§ **RECORDS FOR THE TASK**
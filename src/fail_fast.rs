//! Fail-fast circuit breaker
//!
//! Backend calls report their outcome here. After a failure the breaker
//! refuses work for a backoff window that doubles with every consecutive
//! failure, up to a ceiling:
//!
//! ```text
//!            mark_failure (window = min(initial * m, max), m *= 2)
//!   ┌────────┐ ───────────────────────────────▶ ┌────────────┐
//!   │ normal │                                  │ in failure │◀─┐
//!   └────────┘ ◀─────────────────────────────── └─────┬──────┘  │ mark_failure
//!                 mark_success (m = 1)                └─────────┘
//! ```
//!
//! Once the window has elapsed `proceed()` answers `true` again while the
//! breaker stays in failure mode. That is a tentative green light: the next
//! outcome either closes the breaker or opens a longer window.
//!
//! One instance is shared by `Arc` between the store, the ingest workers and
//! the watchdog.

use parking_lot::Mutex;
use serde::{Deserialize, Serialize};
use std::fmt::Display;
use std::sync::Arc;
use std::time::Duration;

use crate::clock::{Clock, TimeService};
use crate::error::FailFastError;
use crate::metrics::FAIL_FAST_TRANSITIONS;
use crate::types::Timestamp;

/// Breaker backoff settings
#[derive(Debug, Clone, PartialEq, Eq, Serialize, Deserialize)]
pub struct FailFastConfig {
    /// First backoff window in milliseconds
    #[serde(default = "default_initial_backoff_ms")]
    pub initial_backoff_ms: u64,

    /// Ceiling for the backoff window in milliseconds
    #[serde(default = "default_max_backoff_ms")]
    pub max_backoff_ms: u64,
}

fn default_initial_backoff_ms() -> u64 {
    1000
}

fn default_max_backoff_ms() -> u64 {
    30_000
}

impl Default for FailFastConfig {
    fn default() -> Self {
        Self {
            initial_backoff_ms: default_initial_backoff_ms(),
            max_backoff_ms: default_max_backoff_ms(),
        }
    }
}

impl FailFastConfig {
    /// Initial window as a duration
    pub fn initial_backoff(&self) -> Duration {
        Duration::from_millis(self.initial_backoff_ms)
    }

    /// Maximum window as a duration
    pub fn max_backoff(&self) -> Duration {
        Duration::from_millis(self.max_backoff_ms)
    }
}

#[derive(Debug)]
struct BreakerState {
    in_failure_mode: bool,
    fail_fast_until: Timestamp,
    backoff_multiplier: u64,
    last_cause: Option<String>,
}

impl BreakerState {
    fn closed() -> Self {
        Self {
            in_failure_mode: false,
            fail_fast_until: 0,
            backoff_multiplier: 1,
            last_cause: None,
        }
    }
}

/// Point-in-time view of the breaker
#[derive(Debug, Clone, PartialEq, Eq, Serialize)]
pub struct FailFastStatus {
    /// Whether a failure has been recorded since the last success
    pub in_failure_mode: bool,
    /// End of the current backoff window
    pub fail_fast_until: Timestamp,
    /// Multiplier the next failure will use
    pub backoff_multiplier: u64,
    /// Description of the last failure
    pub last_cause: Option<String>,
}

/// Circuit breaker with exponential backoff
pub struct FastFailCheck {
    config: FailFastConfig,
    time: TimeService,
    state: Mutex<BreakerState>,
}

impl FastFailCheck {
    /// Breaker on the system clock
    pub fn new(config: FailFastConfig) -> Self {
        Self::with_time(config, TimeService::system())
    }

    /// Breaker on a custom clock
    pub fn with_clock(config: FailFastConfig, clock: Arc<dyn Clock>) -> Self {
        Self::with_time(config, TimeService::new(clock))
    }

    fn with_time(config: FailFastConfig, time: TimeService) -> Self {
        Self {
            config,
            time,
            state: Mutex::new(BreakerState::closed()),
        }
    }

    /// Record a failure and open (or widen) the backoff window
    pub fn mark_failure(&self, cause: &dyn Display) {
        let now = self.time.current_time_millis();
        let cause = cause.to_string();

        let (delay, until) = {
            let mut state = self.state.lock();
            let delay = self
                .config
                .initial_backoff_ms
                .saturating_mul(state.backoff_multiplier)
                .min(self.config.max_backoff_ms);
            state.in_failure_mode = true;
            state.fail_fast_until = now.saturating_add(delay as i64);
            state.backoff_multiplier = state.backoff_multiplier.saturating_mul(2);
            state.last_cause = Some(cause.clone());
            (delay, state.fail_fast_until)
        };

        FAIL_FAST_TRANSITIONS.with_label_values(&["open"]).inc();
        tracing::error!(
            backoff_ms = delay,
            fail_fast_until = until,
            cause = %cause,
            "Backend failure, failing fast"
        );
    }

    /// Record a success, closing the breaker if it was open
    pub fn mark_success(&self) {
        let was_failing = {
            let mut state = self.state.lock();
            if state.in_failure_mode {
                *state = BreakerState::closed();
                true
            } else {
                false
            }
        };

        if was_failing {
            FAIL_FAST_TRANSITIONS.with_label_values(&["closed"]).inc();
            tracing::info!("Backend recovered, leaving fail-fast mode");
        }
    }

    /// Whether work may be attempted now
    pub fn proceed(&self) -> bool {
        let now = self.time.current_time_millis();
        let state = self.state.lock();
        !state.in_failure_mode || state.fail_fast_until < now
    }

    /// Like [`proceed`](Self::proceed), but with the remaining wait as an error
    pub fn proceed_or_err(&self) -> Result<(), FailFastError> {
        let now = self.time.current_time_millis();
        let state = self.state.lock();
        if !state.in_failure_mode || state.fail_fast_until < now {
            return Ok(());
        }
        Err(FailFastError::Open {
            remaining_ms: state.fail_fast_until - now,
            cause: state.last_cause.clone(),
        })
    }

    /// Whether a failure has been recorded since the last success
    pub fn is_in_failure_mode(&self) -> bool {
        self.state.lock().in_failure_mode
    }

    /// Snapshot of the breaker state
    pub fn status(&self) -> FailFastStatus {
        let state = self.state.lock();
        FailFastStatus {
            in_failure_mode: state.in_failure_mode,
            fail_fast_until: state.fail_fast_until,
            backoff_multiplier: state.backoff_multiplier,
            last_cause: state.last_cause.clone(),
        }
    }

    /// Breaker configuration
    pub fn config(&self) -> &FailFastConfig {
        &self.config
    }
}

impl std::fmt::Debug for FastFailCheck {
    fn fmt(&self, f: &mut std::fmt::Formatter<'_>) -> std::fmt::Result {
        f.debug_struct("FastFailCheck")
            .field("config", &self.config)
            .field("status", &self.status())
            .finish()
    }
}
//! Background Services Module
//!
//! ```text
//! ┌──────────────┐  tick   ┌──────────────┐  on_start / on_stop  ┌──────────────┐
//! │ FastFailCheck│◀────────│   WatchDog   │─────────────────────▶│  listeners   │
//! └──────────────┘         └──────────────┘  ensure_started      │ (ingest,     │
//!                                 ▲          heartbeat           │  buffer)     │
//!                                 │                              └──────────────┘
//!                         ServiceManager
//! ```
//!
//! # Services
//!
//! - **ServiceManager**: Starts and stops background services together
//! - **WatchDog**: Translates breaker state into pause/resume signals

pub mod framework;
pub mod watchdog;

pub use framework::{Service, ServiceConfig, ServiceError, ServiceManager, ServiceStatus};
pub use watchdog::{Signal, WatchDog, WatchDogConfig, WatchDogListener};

§ **EXERCISE**
Looking at the data above, show all lines where the word "Deserialize" occurs.

§ **REPLY TO THE EXERCISE**
use serde::{Deserialize, Serialize};
#[derive(Debug, Clone, PartialEq, Eq, Serialize, Deserialize)]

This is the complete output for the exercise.